IL RUOLO STRATEGICO DELL’ANAGRAFE IMMOBILIARE INTEGRATA. Con un altro intervento, il presidente di Agefis ha posto l’accento anche sul ruolo strategico dell’Anagrafe Immobiliare Integrata, la quale “può essere un utile strumento operativo nella fase di creazione del nuovo catasto fabbricati” e “può rappresentare il mezzo, in possesso degli enti locali, per poter gestire il territorio in modo sempre più efficace”

lug 29 2014

Riforma del Catasto, il ruolo strategico dell’Anagrafe Immobiliare Integrata

Mirco Mion, presidente Agefis: l’anagrafe integrata “può essere un utile strumento operativo nella fase di creazione del nuovo catasto fabbricati” e “può rappresentare il mezzo, in possesso degli enti locali, per poter gestire il territorio in modo sempre più efficace”

Nel panorama delle notizie sulla riforma del catasto – con il primo decreto attuativo sulle commissioni censuarie esaminato in via preliminare dal Consiglio dei ministri del 20 giugno scorso – si parla poco dell’Anagrafe Immobiliare Integrata, che però potrà essere un tema caldo dei prossimi decreti legislativi.

Sul tema interviene il presidente di Agefis (Associazione dei geometri fiscalisti), Mirco Mion (nella foto), con un articolo dall’approccio non polemico ma collaborativo e fattivo, pubblicato oggi sul Quotidiano del Fisco del Sole 24 Ore, e che riportiamo.

L’ANAGRAFE IMMOBILIARE INTEGRATA COME ELEMENTO STRATEGICO DELLA RIFORMA. “Ora che l’operazione catasto ha preso il via con il primo decreto attuativosulle commissioni censuarie varato dal Governo, appare assolutamente necessario riconsiderare l’anagrafe immobiliare integrata come elemento strategico di tale riforma.

Il primo testo normativo in cui si fa riferimento alla necessità di costituire un’anagrafe dei beni immobiliari è il Dlgs del 30 luglio 1999, n. 300, in particolare all’articolo 64, interamente dedicato all’agenzia del Territorio. In questo contesto l’anagrafe immobiliare integrata voleva essere un archivio informatizzato dei beni immobili costituito e gestito dal Territorio, che attestava – ai fini fiscali – lo stato di integrazione dei suoi archivi amministrativo-censuari, cartografici, planimetrici e di pubblicità immobiliare.
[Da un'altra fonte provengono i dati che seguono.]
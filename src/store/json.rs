//! JSON 文件任务存储
//!
//! 与仪表盘共用同一份数据文件：启动时整体载入，每次变更后整体写回
//! （pretty JSON，便于人工查看）。查询走内存快照，不触盘。

use std::path::{Path, PathBuf};

use async_trait::async_trait;
use tokio::sync::RwLock;

use super::{
    CalendarEvent, EmailStatus, NewTask, Project, Snapshot, Task, TaskPatch, TaskStore,
    WorkLogEntry,
};
use crate::error::StoreError;

/// 文件快照存储
pub struct JsonStore {
    path: PathBuf,
    inner: RwLock<Snapshot>,
}

impl JsonStore {
    /// 打开（或初始化）数据文件；文件不存在时从空快照开始
    pub fn open(path: impl AsRef<Path>) -> Result<Self, StoreError> {
        let path = path.as_ref().to_path_buf();
        let snapshot = match std::fs::read_to_string(&path) {
            Ok(data) => serde_json::from_str(&data)?,
            Err(e) if e.kind() == std::io::ErrorKind::NotFound => Snapshot::default(),
            Err(e) => return Err(e.into()),
        };
        Ok(Self {
            path,
            inner: RwLock::new(snapshot),
        })
    }

    /// 持锁写盘：变更与落盘对并发写互斥
    fn persist(&self, snapshot: &Snapshot) -> Result<(), StoreError> {
        if let Some(parent) = self.path.parent() {
            std::fs::create_dir_all(parent)?;
        }
        let json = serde_json::to_string_pretty(snapshot)?;
        std::fs::write(&self.path, json)?;
        Ok(())
    }
}

#[async_trait]
impl TaskStore for JsonStore {
    async fn create_task(&self, new: NewTask) -> Result<Task, StoreError> {
        let mut inner = self.inner.write().await;
        let task = inner.create_task(new);
        self.persist(&inner)?;
        Ok(task)
    }

    async fn find_task(
        &self,
        pred: &(dyn for<'a> Fn(&'a Task) -> bool + Send + Sync),
    ) -> Result<Option<Task>, StoreError> {
        let inner = self.inner.read().await;
        Ok(inner.tasks.iter().find(|t| pred(t)).cloned())
    }

    async fn update_task(&self, id: &str, patch: TaskPatch) -> Result<Task, StoreError> {
        let mut inner = self.inner.write().await;
        let task = inner.update_task(id, patch)?;
        self.persist(&inner)?;
        Ok(task)
    }

    async fn append_log(&self, entry: WorkLogEntry) -> Result<(), StoreError> {
        let mut inner = self.inner.write().await;
        inner.append_log(entry);
        self.persist(&inner)?;
        Ok(())
    }

    async fn list_tasks(&self) -> Result<Vec<Task>, StoreError> {
        Ok(self.inner.read().await.tasks.clone())
    }

    async fn list_projects(&self) -> Result<Vec<Project>, StoreError> {
        Ok(self.inner.read().await.projects.clone())
    }

    async fn email_status(&self) -> Result<EmailStatus, StoreError> {
        Ok(self.inner.read().await.email_status.clone())
    }

    async fn upcoming_events(&self) -> Result<Vec<CalendarEvent>, StoreError> {
        Ok(self.inner.read().await.calendar.clone())
    }
}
Passano però più di dieci anni e solo con il Dl del 31 maggio 2010, n. 78 il legislatore torna a occuparsi del tema con l’articolo 19. In questo testo, infatti, viene indicata nel 1° gennaio 2011 la data-obiettivo per l’attivazione, la costituzione e la gestione dell’anagrafe.

La mansione dell’anagrafe immobiliare integrata dovrebbe essere quella di fornire un efficace supporto alla fiscalità immobiliare, per individuare correttamente gli immobili, la relativa base imponibile e il soggetto titolare di diritti reali, in quanto soggetto passivo d’imposta. Inoltre, dovrebbero essere promossi servizi di consultazione integrata, per permettere a istituzioni, professionisti e cittadini di avere a disposizione – in un’unica soluzione – le informazioni catastali (come ubicazione, consistenza, rappresentazione grafica e valore fiscale) e quelle di pubblicità immobiliare (titolarità di diritti reali, ipoteche, eccetera) in modo più immediato di quanto possa avvenire con le distinte modalità di visura. Inoltre, tra i compiti dell’anagrafe dovrebbe esserci quello di attestare, ai fini fiscali, lo stato di integrazione delle banche dati disponibili presso l’Agenzia, per ciascun immobile.
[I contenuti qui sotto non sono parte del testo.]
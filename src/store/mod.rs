//! 任务存储协作方
//!
//! 路由核心把任务/项目/工作日志当作一个窄接口的键值集合：
//! - `TaskStore` trait：创建 / 查找 / 更新 / 追加日志，外加只读的邮件与日历快照
//! - `MemoryStore`：纯内存实现（测试与未配置数据文件时的默认）
//! - `JsonStore`：JSON 文件快照实现（与仪表盘共用同一份数据文件）
//!
//! 查询处理器只读，任务变更仅来自两个动作处理器；存储失败以 `StoreError`
//! 返回，由执行器转换为致歉文本，不会让路由器崩溃。

mod json;
mod memory;

pub use json::JsonStore;
pub use memory::MemoryStore;

use async_trait::async_trait;
use chrono::{DateTime, Utc};
use serde::{Deserialize, Serialize};

use crate::error::StoreError;

/// 任务状态
#[derive(Debug, Clone, Copy, PartialEq, Eq, Serialize, Deserialize)]
#[serde(rename_all = "kebab-case")]
pub enum TaskStatus {
    Pending,
    InProgress,
    Completed,
}

/// 任务优先级
#[derive(Debug, Clone, Copy, PartialEq, Eq, Serialize, Deserialize)]
#[serde(rename_all = "lowercase")]
pub enum TaskPriority {
    Low,
    Medium,
    High,
}

/// 任务（字段对齐仪表盘数据文件）
#[derive(Debug, Clone, Serialize, Deserialize)]
pub struct Task {
    pub id: String,
    pub title: String,
    #[serde(default)]
    pub description: String,
    pub status: TaskStatus,
    pub priority: TaskPriority,
    pub assignee: String,
    pub created: DateTime<Utc>,
    pub updated: DateTime<Utc>,
}

/// 新建任务的输入
#[derive(Debug, Clone)]
pub struct NewTask {
    pub title: String,
    pub description: String,
    pub priority: TaskPriority,
    pub assignee: String,
}

impl Task {
    fn from_new(new: NewTask) -> Self {
        let now = Utc::now();
        Self {
            id: format!("task_{}", uuid::Uuid::new_v4()),
            title: new.title,
            description: new.description,
            status: TaskStatus::Pending,
            priority: new.priority,
            assignee: new.assignee,
            created: now,
            updated: now,
        }
    }
}

/// 任务字段更新（None 表示不变）
#[derive(Debug, Clone, Default)]
pub struct TaskPatch {
    pub status: Option<TaskStatus>,
    pub title: Option<String>,
    pub description: Option<String>,
}

/// 项目（外部维护，这里只读）
#[derive(Debug, Clone, Serialize, Deserialize)]
pub struct Project {
    pub id: String,
    pub name: String,
    #[serde(default)]
    pub status: String,
    #[serde(default)]
    pub progress: u8,
    #[serde(default)]
    pub current: Option<String>,
}

/// 工作日志条目
#[derive(Debug, Clone, Serialize, Deserialize)]
pub struct WorkLogEntry {
    pub id: String,
    pub text: String,
    #[serde(rename = "type")]
    pub kind: String,
    pub timestamp: DateTime<Utc>,
}

impl WorkLogEntry {
    pub fn new(text: impl Into<String>, kind: impl Into<String>) -> Self {
        Self {
            id: format!("log_{}", uuid::Uuid::new_v4()),
            text: text.into(),
            kind: kind.into(),
            timestamp: Utc::now(),
        }
    }
}

/// 缓存的邮箱状态（由外部数据提供方写入快照，这里只读）
#[derive(Debug, Clone, Default, Serialize, Deserialize)]
pub struct EmailStatus {
    #[serde(default)]
    pub unread: usize,
    #[serde(default)]
    pub alerts: Vec<String>,
}

/// 日历事件（同上，只读缓存）
#[derive(Debug, Clone, Serialize, Deserialize)]
pub struct CalendarEvent {
    pub summary: String,
    pub start: DateTime<Utc>,
}

/// 数据快照：与仪表盘 JSON 文件同构（camelCase 键）
#[derive(Debug, Clone, Default, Serialize, Deserialize)]
pub(crate) struct Snapshot {
    #[serde(default)]
    pub tasks: Vec<Task>,
    #[serde(default)]
    pub projects: Vec<Project>,
    #[serde(default, rename = "workLog")]
    pub work_log: Vec<WorkLogEntry>,
    #[serde(default, rename = "emailStatus")]
    pub email_status: EmailStatus,
    #[serde(default)]
    pub calendar: Vec<CalendarEvent>,
}

impl Snapshot {
    /// 新任务与日志都插到队首，保持「最近的在前」
    fn create_task(&mut self, new: NewTask) -> Task {
        let task = Task::from_new(new);
        self.tasks.insert(0, task.clone());
        task
    }

    fn update_task(&mut self, id: &str, patch: TaskPatch) -> Result<Task, StoreError> {
        let task = self
            .tasks
            .iter_mut()
            .find(|t| t.id == id)
            .ok_or_else(|| StoreError::TaskNotFound(id.to_string()))?;
        if let Some(status) = patch.status {
            task.status = status;
        }
        if let Some(title) = patch.title {
            task.title = title;
        }
        if let Some(description) = patch.description {
            task.description = description;
        }
        task.updated = Utc::now();
        Ok(task.clone())
    }

    fn append_log(&mut self, entry: WorkLogEntry) {
        self.work_log.insert(0, entry);
    }
}

/// 任务存储接口
#[async_trait]
pub trait TaskStore: Send + Sync {
    /// 创建任务（默认 pending / 由调用方给定优先级与负责人）
    async fn create_task(&self, new: NewTask) -> Result<Task, StoreError>;

    /// 按谓词查找第一个匹配的任务（存储序）
    async fn find_task(
        &self,
        pred: &(dyn for<'a> Fn(&'a Task) -> bool + Send + Sync),
    ) -> Result<Option<Task>, StoreError>;

    /// 更新任务字段
    async fn update_task(&self, id: &str, patch: TaskPatch) -> Result<Task, StoreError>;

    /// 追加工作日志
    async fn append_log(&self, entry: WorkLogEntry) -> Result<(), StoreError>;

    /// 全部任务（存储序，最近的在前）
    async fn list_tasks(&self) -> Result<Vec<Task>, StoreError>;

    /// 全部项目
    async fn list_projects(&self) -> Result<Vec<Project>, StoreError>;

    /// 缓存的邮箱状态
    async fn email_status(&self) -> Result<EmailStatus, StoreError>;

    /// 缓存的日历事件
    async fn upcoming_events(&self) -> Result<Vec<CalendarEvent>, StoreError>;
}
A differenza di quanto prescritto nel Dl 78/2010, l’attivazione dell’anagrafe è poi avvenuta in via sperimentale solamente a partire dal 26 luglio 2012, e presso 117 Comuni individuati sulla base dell’attuale livello di integrazione delle banche dati.
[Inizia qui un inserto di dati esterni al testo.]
//! Valet - Rust 语音助理命令路由
//!
//! 模块划分：
//! - **config**: 应用配置加载（TOML + 环境变量）
//! - **error**: 存储与桥接错误类型
//! - **observability**: tracing 日志初始化
//! - **router**: 路由核心（会话、分类、本地动作、代理桥接）
//! - **server**: HTTP API（聊天、代理回调、历史、健康检查）
//! - **store**: 任务 / 项目 / 工作日志存储（内存与 JSON 文件两种实现）

pub mod config;
pub mod error;
pub mod observability;
pub mod router;
pub mod server;
pub mod store;
//! 本地动作执行器
//!
//! 处理快速动作与本地查询两类路由，除访问任务存储外不挂起。
//! 存储变更仅限两个任务动作（创建 / 完成）与工作日志；查询处理器一律只读，
//! 输出确定性的、可朗读的摘要（计数 + 最多 3 个代表项），不倒原始数据。
//! 存储失败在此边界消化为致歉文本并记日志，绝不向路由器抛错。

use std::sync::Arc;

use chrono::{Local, Timelike};

use super::classify::QueryTopic;
use crate::error::StoreError;
use crate::store::{NewTask, Task, TaskPatch, TaskPriority, TaskStatus, TaskStore, WorkLogEntry};

/// 存储故障时的统一致歉语
const STORE_APOLOGY: &str =
    "Sorry, I couldn't reach the task list just now. Please try again in a moment.";

/// 本地执行器
pub struct LocalExecutor {
    store: Arc<dyn TaskStore>,
    /// 助手显示名：新任务的 assignee、问候语中使用
    assistant_name: String,
}

impl LocalExecutor {
    pub fn new(store: Arc<dyn TaskStore>, assistant_name: impl Into<String>) -> Self {
        Self {
            store,
            assistant_name: assistant_name.into(),
        }
    }

    /// 创建任务：默认 pending / medium，负责人固定为助手；确认语逐字引用标题
    pub async fn add_task(&self, title: &str) -> String {
        let result = self
            .store
            .create_task(NewTask {
                title: title.to_string(),
                description: "Created via voice".to_string(),
                priority: TaskPriority::Medium,
                assignee: self.assistant_name.clone(),
            })
            .await;

        let task = match result {
            Ok(t) => t,
            Err(e) => return self.apologize("create task", e),
        };

        if let Err(e) = self
            .store
            .append_log(WorkLogEntry::new(
                format!("New task created: {}", task.title),
                "task",
            ))
            .await
        {
            tracing::warn!("work log append failed after task create: {}", e);
        }

        format!(
            "Task created: \"{}\". It's in your pending tasks now. Want me to mark it as in-progress?",
            task.title
        )
    }

    /// 完成任务：双向不区分大小写子串匹配，多个命中取存储序第一个；
    /// 无命中时列出最多 3 个最近任务标题作为提示，而非静默失败
    pub async fn complete_task(&self, fragment: &str) -> String {
        let needle = fragment.to_lowercase();
        let found = self
            .store
            .find_task(&move |t: &Task| {
                let title = t.title.to_lowercase();
                title.contains(&needle) || needle.contains(&title)
            })
            .await;

        let found = match found {
            Ok(f) => f,
            Err(e) => return self.apologize("complete task", e),
        };

        let Some(task) = found else {
            let tasks = match self.store.list_tasks().await {
                Ok(t) => t,
                Err(e) => return self.apologize("complete task", e),
            };
            if tasks.is_empty() {
                return "No tasks found.".to_string();
            }
            let recent: Vec<String> = tasks
                .iter()
                .take(3)
                .map(|t| format!("\"{}\"", t.title))
                .collect();
            return format!(
                "I couldn't find a task matching \"{}\". Your recent tasks are: {}",
                fragment,
                recent.join(", ")
            );
        };

        if let Err(e) = self
            .store
            .update_task(
                &task.id,
                TaskPatch {
                    status: Some(TaskStatus::Completed),
                    ..Default::default()
                },
            )
            .await
        {
            return self.apologize("complete task", e);
        }

        if let Err(e) = self
            .store
            .append_log(WorkLogEntry::new(
                format!("Task completed: {}", task.title),
                "task",
            ))
            .await
        {
            tracing::warn!("work log append failed after task complete: {}", e);
        }

        format!("Marked \"{}\" as completed. Great work!", task.title)
    }

    /// 追加工作日志
    pub async fn log_work(&self, entry: &str) -> String {
        match self
            .store
            .append_log(WorkLogEntry::new(entry.to_string(), "voice"))
            .await
        {
            Ok(()) => format!("Logged: \"{}\" to your work log.", entry),
            Err(e) => self.apologize("log work", e),
        }
    }

    /// 本地查询分发（只读）；original 用于识别点名查询的项目
    pub async fn query(&self, topic: QueryTopic, original: &str) -> String {
        match topic {
            QueryTopic::Email => self.email_summary().await,
            QueryTopic::Calendar => self.calendar_summary().await,
            QueryTopic::Tasks => self.task_summary().await,
            QueryTopic::Projects => self.project_summary(original).await,
            QueryTopic::Weather => {
                "I can't check live weather right now. I can help with emails, tasks, and projects though!"
                    .to_string()
            }
            QueryTopic::Time => self.time_now(),
            QueryTopic::Greeting => self.greeting(),
            QueryTopic::Health => {
                "All systems operational. I'm connected to your inbox, calendar, and task board. \
                 I can read email summaries, check your schedule, manage tasks, and hand bigger \
                 jobs to the agent. What would you like me to do?"
                    .to_string()
            }
        }
    }

    /// 无规则命中时的能力说明
    pub fn capabilities(&self, original: &str) -> String {
        format!(
            "I heard you say: \"{original}\"\n\n\
             Here's what I can do:\n\
             - Add tasks: \"Add task: Call John tomorrow\"\n\
             - Complete tasks: \"Mark task Call John as done\"\n\
             - Check emails: \"What emails do I have?\"\n\
             - View calendar: \"What's my schedule?\"\n\
             - See projects: \"Show my projects\"\n\
             - Delegate work: \"Hey {name}, research flight options\"\n\n\
             What would you like me to do?",
            original = original,
            name = self.assistant_name,
        )
    }

    async fn email_summary(&self) -> String {
        let status = match self.store.email_status().await {
            Ok(s) => s,
            Err(e) => return self.apologize("check email", e),
        };
        if status.unread == 0 {
            return "Good news! You have no unread emails. Your inbox is clear.".to_string();
        }
        let mut reply = format!(
            "You currently have {} unread email{}.",
            status.unread,
            if status.unread > 1 { "s" } else { "" }
        );
        if !status.alerts.is_empty() {
            let items: Vec<&str> = status.alerts.iter().take(3).map(String::as_str).collect();
            reply.push_str(&format!(" Key items: {}.", items.join(", ")));
        }
        reply
    }

    async fn calendar_summary(&self) -> String {
        let events = match self.store.upcoming_events().await {
            Ok(e) => e,
            Err(err) => return self.apologize("check calendar", err),
        };
        if events.is_empty() {
            return "Your calendar is clear. No upcoming meetings or appointments scheduled."
                .to_string();
        }
        let upcoming: Vec<String> = events
            .iter()
            .take(3)
            .map(|e| {
                format!(
                    "\"{}\" at {}",
                    e.summary,
                    e.start.with_timezone(&Local).format("%I:%M %p")
                )
            })
            .collect();
        let mut reply = format!(
            "You have {} event{} coming up. {}.",
            events.len(),
            if events.len() > 1 { "s" } else { "" },
            upcoming.join(". ")
        );
        if events.len() > 3 {
            reply.push_str(&format!(" Plus {} more.", events.len() - 3));
        }
        reply
    }

    async fn task_summary(&self) -> String {
        let tasks = match self.store.list_tasks().await {
            Ok(t) => t,
            Err(e) => return self.apologize("list tasks", e),
        };
        let active: Vec<&Task> = tasks
            .iter()
            .filter(|t| t.status == TaskStatus::InProgress)
            .collect();
        let pending = tasks
            .iter()
            .filter(|t| t.status == TaskStatus::Pending)
            .count();
        let completed = tasks
            .iter()
            .filter(|t| t.status == TaskStatus::Completed)
            .count();

        let mut reply = format!("You have {} total tasks. ", tasks.len());
        if !active.is_empty() {
            let names: Vec<String> = active
                .iter()
                .take(2)
                .map(|t| format!("\"{}\"", t.title))
                .collect();
            reply.push_str(&format!(
                "{} in progress, including: {}. ",
                active.len(),
                names.join(" and ")
            ));
        }
        if pending > 0 {
            reply.push_str(&format!("{} pending. ", pending));
        }
        reply.push_str(&format!("{} completed recently.", completed));

        if !active.is_empty() {
            reply.push_str(" Would you like me to update the status on any of these?");
        } else if pending > 0 {
            reply.push_str(" Want me to start one of the pending tasks?");
        }
        reply
    }

    async fn project_summary(&self, original: &str) -> String {
        let projects = match self.store.list_projects().await {
            Ok(p) => p,
            Err(e) => return self.apologize("list projects", e),
        };
        if projects.is_empty() {
            return "No projects tracked yet.".to_string();
        }

        // 点名查询：消息里提到某个项目名或 id，单独汇报其进度
        let lower = original.to_lowercase();
        if let Some(p) = projects.iter().find(|p| {
            lower.contains(&p.name.to_lowercase()) || lower.contains(&p.id.to_lowercase())
        }) {
            let mut reply = format!("\"{}\" is {} at {}% progress.", p.name, p.status, p.progress);
            if let Some(ref current) = p.current {
                reply.push_str(&format!(" Currently: {}.", current));
            }
            return reply;
        }
        let active: Vec<String> = projects
            .iter()
            .filter(|p| p.status == "active" || p.status == "in-progress")
            .take(3)
            .map(|p| format!("\"{}\" ({}%)", p.name, p.progress))
            .collect();
        let completed = projects.iter().filter(|p| p.status == "completed").count();
        if active.is_empty() {
            format!(
                "You have {} projects tracked. {} completed.",
                projects.len(),
                completed
            )
        } else {
            format!(
                "You have {} projects tracked. {} active: {}. {} completed.",
                projects.len(),
                active.len(),
                active.join(", "),
                completed
            )
        }
    }

    fn time_now(&self) -> String {
        let now = Local::now();
        let time = now.format("%I:%M %p");
        let date = now.format("%A, %B %d");
        let context = match now.hour() {
            0..=11 => " Good morning! Ready to tackle the day?",
            12..=16 => " Good afternoon. How's your day going?",
            _ => " Good evening. Anything you need to wrap up today?",
        };
        format!("It's {} on {}.{}", time, date, context)
    }

    fn greeting(&self) -> String {
        let greeting = match Local::now().hour() {
            0..=11 => "Good morning",
            12..=16 => "Good afternoon",
            _ => "Good evening",
        };
        format!(
            "{}! I'm {}. I can check your emails, calendar, tasks, and projects, or hand bigger jobs to the agent. What would you like to know?",
            greeting, self.assistant_name
        )
    }

    fn apologize(&self, action: &str, e: StoreError) -> String {
        tracing::warn!("store failure during {}: {}", action, e);
        STORE_APOLOGY.to_string()
    }
}
//! HTTP 服务
//!
//! 对外暴露语音助理的五个面：
//! - `POST /api/chat`：提交一条消息，同步拿到答复文本
//! - `POST /api/agent/reply`：外部代理的异步回调入口
//! - `GET /api/history/{user_id}` / `POST /api/clear/{user_id}`：会话历史
//! - `GET /api/tasks`：任务列表（只读，调试与仪表盘用）
//! - `GET /api/health`：健康检查

use std::sync::Arc;

use axum::{
    extract::{Path, State},
    http::StatusCode,
    routing::{get, post},
    Json, Router as AxumRouter,
};
use serde::{Deserialize, Serialize};

use crate::router::{AgentBridge, ChatMessage, Reply, Router, SessionRegistry};
use crate::store::{Task, TaskStore};

/// 服务共享状态
pub struct AppState {
    pub router: Arc<Router>,
    pub bridge: Arc<AgentBridge>,
    pub registry: Arc<SessionRegistry>,
    pub store: Arc<dyn TaskStore>,
}

/// 创建 API 路由
pub fn create_router(state: Arc<AppState>) -> AxumRouter {
    AxumRouter::new()
        .route("/api/chat", post(chat))
        .route("/api/agent/reply", post(agent_reply))
        .route("/api/history/:user_id", get(history))
        .route("/api/clear/:user_id", post(clear))
        .route("/api/tasks", get(tasks))
        .route("/api/health", get(health))
        .with_state(state)
}

/// POST /api/chat 请求体
#[derive(Debug, Deserialize)]
pub struct ChatRequest {
    pub message: String,
    /// 缺省为单用户场景的固定 id
    #[serde(default = "default_user_id")]
    pub user_id: String,
}

fn default_user_id() -> String {
    "default".to_string()
}

/// POST /api/chat - 提交消息并同步等待答复
async fn chat(
    State(state): State<Arc<AppState>>,
    Json(req): Json<ChatRequest>,
) -> Json<Reply> {
    Json(state.router.submit(&req.user_id, &req.message).await)
}

/// POST /api/agent/reply 请求体
#[derive(Debug, Deserialize)]
pub struct AgentReplyRequest {
    pub correlation_id: String,
    pub text: String,
}

#[derive(Debug, Serialize)]
pub struct AgentReplyResponse {
    /// false 表示该关联 id 已超期或未知，回复被丢弃
    pub accepted: bool,
}

/// POST /api/agent/reply - 代理异步投递答复
async fn agent_reply(
    State(state): State<Arc<AppState>>,
    Json(req): Json<AgentReplyRequest>,
) -> Json<AgentReplyResponse> {
    let accepted = state.bridge.resolve(&req.correlation_id, req.text).await;
    Json(AgentReplyResponse { accepted })
}

/// GET /api/history/{user_id} - 会话历史（最近的在后）
async fn history(
    State(state): State<Arc<AppState>>,
    Path(user_id): Path<String>,
) -> Json<Vec<ChatMessage>> {
    Json(state.registry.history(&user_id).await)
}

/// POST /api/clear/{user_id} - 清空会话（幂等）
async fn clear(State(state): State<Arc<AppState>>, Path(user_id): Path<String>) -> StatusCode {
    state.registry.clear(&user_id).await;
    StatusCode::NO_CONTENT
}

/// GET /api/tasks - 任务列表
async fn tasks(
    State(state): State<Arc<AppState>>,
) -> Result<Json<Vec<Task>>, StatusCode> {
    match state.store.list_tasks().await {
        Ok(tasks) => Ok(Json(tasks)),
        Err(e) => {
            tracing::error!("task list failed: {}", e);
            Err(StatusCode::INTERNAL_SERVER_ERROR)
        }
    }
}

#[derive(Debug, Serialize)]
pub struct HealthResponse {
    pub status: &'static str,
    pub active_sessions: usize,
    pub pending_delegations: usize,
}

/// GET /api/health
async fn health(State(state): State<Arc<AppState>>) -> Json<HealthResponse> {
    Json(HealthResponse {
        status: "ok",
        active_sessions: state.registry.active_count().await,
        pending_delegations: state.bridge.pending_count().await,
    })
}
Occorre quindi individuare e potenziare le indicazioni che emergono all’interno della cornice della legge delega per la riforma fiscale (legge 11 marzo 2014, n. 23) in materia di riforma del catasto, e che portano necessariamente a dover rivalutare questo “archivio” nella chiave del decentramento delle funzioni catastali. L’articolo 2, comma 1, lettera a), della delega impone il coinvolgimento dei Comuni – ovvero delle associazioni o unioni di Comuni – nel cui territorio sono collocati gli immobili, assicurando il coordinamento con il processo di attivazione delle funzioni decentrate. Il concetto di decentramento è ulteriormente e fortemente marcato dalla lettera e) e prevede di “valorizzare e stabilizzare le esperienze di decentramento catastale comunale già avviate in via sperimentale, affinché possano costituire modelli gestionali flessibili ed adattabili alla specificità dei diversi territori, nonché semplificare le procedure di esercizio delle funzioni catastali decentrate”.

Nella fase di implementazione dell’anagrafe in linea con quanto previsto dalla delega, un contributo decisivo potrà arrivare da quei soggetti esperti che possano coadiuvare gli organi dell’Agenzia e dei Comuni per mappare e alimentare la banca dati. Ciò in qualche modo è già indicato al comma 3, lettera c), dell’articolo 2 dove si menziona la possibilità di «prevedere per l’agenzia delle Entrate la possibilità di impiegare mediante apposite convenzioni, ai fini delle rilevazioni, tecnici indicati dagli ordini professionali…».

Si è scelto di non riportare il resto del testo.